What the exercise asks: Which of the lines below hold "Initialize"? Please return each one.
==================================================
use anyhow::Result;
use clap::Parser;
use discogsography_common::logging::build_tracing_filter;
use std::sync::Arc;
use tokio::signal;
use tokio::sync::RwLock;
use tracing::{error, info};

mod catalog;
mod config;
mod downloader;
mod extractor;
mod health;
mod message_queue;
mod parser;
mod pipeline;
mod state_marker;
mod types;

use config::ExtractorConfig;
use health::HealthServer;

/// High-performance Discogs data extractor written in Rust
#[derive(Parser, Debug)]
#[clap(author, version, about, long_about = None)]
struct Args {
    /// Force reprocess all files
    #[clap(short, long, env = "FORCE_REPROCESS")]
    force_reprocess: bool,
}

#[tokio::main]
async fn main() -> Result<()> {
    let args = Args::parse();

    // Initialize tracing with LOG_LEVEL environment variable
    // Supports: DEBUG, INFO, WARNING, ERROR, CRITICAL (maps to Rust's trace, debug, info, warn, error)
    let log_level = std::env::var("LOG_LEVEL").unwrap_or_else(|_| "INFO".to_string());
    let filter = build_tracing_filter("extractor", &log_level);

    tracing_subscriber::fmt()
        .with_env_filter(filter)
        .with_target(false)
        .with_thread_ids(false)
        .with_line_number(true)
        .json()
        .init();

    // Display ASCII art
    print_ascii_art();

    info!("🚀 Starting Rust-based Discogs data extractor with high performance");

    // Load configuration from environment (drop-in replacement for extractor)
    let config = match ExtractorConfig::from_env() {
        Ok(c) => Arc::new(c),
        Err(e) => {
            error!("❌ Configuration error: {}", e);
            std::process::exit(1);
        }
    };

    // Initialize shared state
    let state = Arc::new(RwLock::new(extractor::ExtractorState::default()));

    // Start health server
    let health_server = HealthServer::new(config.health_port, state.clone());
    let health_handle = tokio::spawn(async move {
        if let Err(e) = health_server.run().await {
            error!("❌ Health server error: {}", e);
        }
    });

    // Set up signal handlers
    let shutdown = setup_shutdown_handler();

    // Run the main extraction loop
    let extraction_result = extractor::run_extraction_loop(config.clone(), state.clone(), shutdown.clone(), args.force_reprocess).await;

    // Cleanup
    info!("🛑 Shutting down rust-extractor...");
    health_handle.abort();

    match extraction_result {
        Ok(_) => {
            info!("✅ Rust-extractor service shutdown complete");
            Ok(())
        }
        Err(e) => {
            error!("❌ Rust-extractor failed: {}", e);
            std::process::exit(1);
        }
    }
}

fn print_ascii_art() {
    println!(
        r#"
██████╗ ██╗███████╗ ██████╗ ██████╗  ██████╗ ███████╗
██╔══██╗██║██╔════╝██╔════╝██╔═══██╗██╔════╝ ██╔════╝
██║  ██║██║███████╗██║     ██║   ██║██║  ███╗███████╗
██║  ██║██║╚════██║██║     ██║   ██║██║   ██║╚════██║
██████╔╝██║███████║╚██████╗╚██████╔╝╚██████╔╝███████║
╚═════╝ ╚═╝╚══════╝ ╚═════╝ ╚═════╝  ╚═════╝ ╚══════╝

██████╗ ██╗   ██╗███████╗████████╗    ███████╗██╗  ██╗████████╗██████╗  █████╗  ██████╗████████╗ ██████╗ ██████╗
██╔══██╗██║   ██║██╔════╝╚══██╔══╝    ██╔════╝╚██╗██╔╝╚══██╔══╝██╔══██╗██╔══██╗██╔════╝╚══██╔══╝██╔═══██╗██╔══██╗
██████╔╝██║   ██║███████╗   ██║       █████╗   ╚███╔╝    ██║   ██████╔╝███████║██║        ██║   ██║   ██║██████╔╝
██╔══██╗██║   ██║╚════██║   ██║       ██╔══╝   ██╔██╗    ██║   ██╔══██╗██╔══██║██║        ██║   ██║   ██║██╔══██╗
██║  ██║╚██████╔╝███████║   ██║       ███████╗██╔╝ ██╗   ██║   ██║  ██║██║  ██║╚██████╗   ██║   ╚██████╔╝██║  ██║
╚═╝  ╚═╝ ╚═════╝ ╚══════╝   ╚═╝       ╚══════╝╚═╝  ╚═╝   ╚═╝   ╚═╝  ╚═╝╚═╝  ╚═╝ ╚═════╝   ╚═╝    ╚═════╝ ╚═╝  ╚═╝
"#
    );
    println!();
}

fn setup_shutdown_handler() -> Arc<tokio::sync::Notify> {
    let shutdown = Arc::new(tokio::sync::Notify::new());
    let shutdown_clone = shutdown.clone();

    tokio::spawn(async move {
        let _ = signal::ctrl_c().await;
        info!("🛑 Received shutdown signal");
        shutdown_clone.notify_waiters();
    });

    shutdown
}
==================================================
Answer space:
    // Initialize tracing with LOG_LEVEL environment variable
    // Initialize shared state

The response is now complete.